近頃どうやら、この病気に対する治療薬の開発が目覚ましく進んでいるらしい。
現在世界各国でその治療薬の治験が行われており、すでに結果に基づいて一般に流通させるための審査がされている国もあるようだ。
この病気が治る(回復する)可能性が出てきたということである。
私の体の中では、筋肉のためのタンパク質が体内で生成することができないらしく、それが原因で筋力が徐々に低下していくようだ。
その治療薬は、筋肉のためのタンパク質を体内で生成できるようにしてくれるものらしい。
だから治るというより、本来のこの病気の原因に対して作用し、症状(筋力の低下)を起こさせないようにしてくれるものなのかもしれない。
これらの情報は、私が聞きかじった話と、簡単にインターネットで調べたことを私なりに解釈してまとめたものだから、間違っているかもしれない。
詳しく正確な情報を知りたい人は、【SMA 原因】【SMA 治療薬】【ヌシネルセン】といったワードで検索すればヒットすると思うので、調べてみてほしい。
少し調べてみた範囲では、歩くことも座ることも難しいであろう重度なタイプの子(生後数ヶ月)が、この薬を投与したことで歩けるまでになった。という治験結果もでているらしい。
イメージが難しいかと思うが、これは「クララが立った」レベルの話ではない。「豚が空を飛んだ」くらいの"ありえない"ことなのだ。ただの豚ではなくなるということだ。
私が立つことは、その薬がうまく作用したとしても難しいことなのだと思う。それは、今までの筋力低下が原因で関節が固まったり、きっとタンパク質が生成されても動けないくらい筋力が衰えているから。
とはいえ、私くらいの進行度であっても、筋力が回復することが期待できるらしい。本来は低下していくしかなかった私の筋力が、増加する(かもしれない)のだ。それはいったいどんな感覚なのだろう。
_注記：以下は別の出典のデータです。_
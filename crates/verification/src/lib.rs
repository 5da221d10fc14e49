//! Manifest-driven verification runs for the texel harness
//!
//! A scenario manifest is a YAML list of identity runs. Each run names its
//! extent, texel format, fill and expected values, and how many mismatches it
//! is expected to produce.

pub mod runner;
pub mod scenario;
//! Build script for texel-harness
//!
//! Parses and validates the embedded identity kernel for every supported
//! storage format, so a broken kernel fails the build instead of the first
//! pipeline creation.

const IDENTITY_KERNEL: &str = "shaders/identity.wgsl";
const STORAGE_FORMATS: &[&str] = &["r8uint", "r32uint"];

/// Parses and validates one WGSL kernel, panicking with naga's diagnostics
fn validate_wgsl(label: &str, source: &str) {
    let module = match naga::front::wgsl::parse_str(source) {
        Ok(module) => module,
        Err(e) => panic!("Failed to parse {label}:\n{}", e.emit_to_string(source)),
    };

    let mut validator = naga::valid::Validator::new(naga::valid::ValidationFlags::all(), naga::valid::Capabilities::all());
    if let Err(e) = validator.validate(&module) {
        panic!("Failed to validate {label}:\n{}", e.emit_to_string(source));
    }
}

fn main() {
    println!("cargo:rerun-if-changed={IDENTITY_KERNEL}");

    let template = std::fs::read_to_string(IDENTITY_KERNEL).unwrap_or_else(|e| panic!("Failed to read {IDENTITY_KERNEL}: {e}"));
    for format in STORAGE_FORMATS {
        let source = template.replace("STORAGE_FORMAT", format);
        validate_wgsl(&format!("{IDENTITY_KERNEL} ({format})"), &source);
    }
}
私がその話を聞いて持ったのは、喜びや嬉しさといった気持ちではなく、大きな興味と好奇心だった。
この病気は治らないもの、一生付き合っていくもの。という意識が私の中には強くあった。この病気に対する治療薬の開発などの研究が行われていることは知っていたから、それが進めばこの病気が治る可能性だってゼロではないということも分かっていた。
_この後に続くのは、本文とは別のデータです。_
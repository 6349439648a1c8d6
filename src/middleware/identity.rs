use axum::{async_trait, extract::FromRequestParts, http::request::Parts};

use crate::error::AppError;
use crate::validation::validate_user_id;

/// Set by the upstream auth layer once it has authenticated the caller.
pub const USER_ID_HEADER: &str = "x-user-id";

/// The authenticated caller, taken from the `X-User-Id` header.
#[derive(Debug, Clone, PartialEq, Eq)]
pub struct CallerId(pub String);

#[async_trait]
impl<S> FromRequestParts<S> for CallerId
where
    S: Send + Sync,
{
    type Rejection = AppError;

    async fn from_request_parts(parts: &mut Parts, _state: &S) -> Result<Self, Self::Rejection> {
        let user_id = parts
            .headers
            .get(USER_ID_HEADER)
            .and_then(|value| value.to_str().ok())
            .map(str::trim)
            .filter(|value| !value.is_empty())
            .ok_or_else(|| AppError::Unauthorized("missing X-User-Id header".to_string()))?;

        validate_user_id("X-User-Id", user_id)
            .map_err(|e| AppError::Unauthorized(e.to_string()))?;

        Ok(CallerId(user_id.to_string()))
    }
}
それでも、どんなに研究者たちが頑張ってくれたとしても、治る未来はきっと私の生きているうちには訪れないだろうと思っていた。だから、私は治る(回復する)かもしれないなどとは少しも思っていなかった。
それは、研究者達をバカにしていたからではない。過度な期待は、自分を苦しめることを私は知っていたからだ。不治の病は治らないから、不治の病なのである。ある意味で、諦めていたのだ。
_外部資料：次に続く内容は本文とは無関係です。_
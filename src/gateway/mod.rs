pub mod client;
pub mod signature;
pub mod types;

pub use client::UpiGatewayClient;
pub use types::{
    GatewayError, GatewayStatusReport, PaymentHandle, PaymentRequest, GATEWAY_STATUS_FAILURE,
    GATEWAY_STATUS_SUCCESS,
};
もしかすると数年後には、私はその薬を手に入れているかもしれない。その薬で私は、出来なかったことが出来るようになっているかもしれない。歩くことも、絶対にありえないとはいえない気もしてきた。
こんな風にたくさんの期待をして、それが起こらなかった時には、大きなショックを受けることになる。
だから期待はほどほどにするとして、薬一つでここまでの可能性を見出せるのだ。それは本当にすごいことだと思う。
そんな薬を開発した研究者や、技術者には頭が上がらない。正直現代の技術をナメていた。心から謝罪したい。
ブログのネタにするほどには、心動かされる話題ではあったが、私はこの話を極めて冷静に受け止めているつもりだ。現実問題どこまでいけるのか、まだ計り兼ねている。
そんな気持ちとはまた裏腹に、
「治験とか副作用とか審査とか基準とか、そんなものどうでもいいから今すぐ!ねぇ今すぐその薬を私にちょうだい!楽になる可能性があるならなんだって欲しい!!!」
という、狂気じみた回復を求める感情が少しだけ自分の中にあることに気づき、驚いた。
あぁ、私治りたかったんだ。私はこの病気をやはりどこかで受け入れていなかったのだなあ。受け入れた気になっていただけなのかもしれないと。
これからどうなるのかは、誰にもわからない。
ただ、治る治らないは置いておいたとしても、未来は明るいものであって欲しい。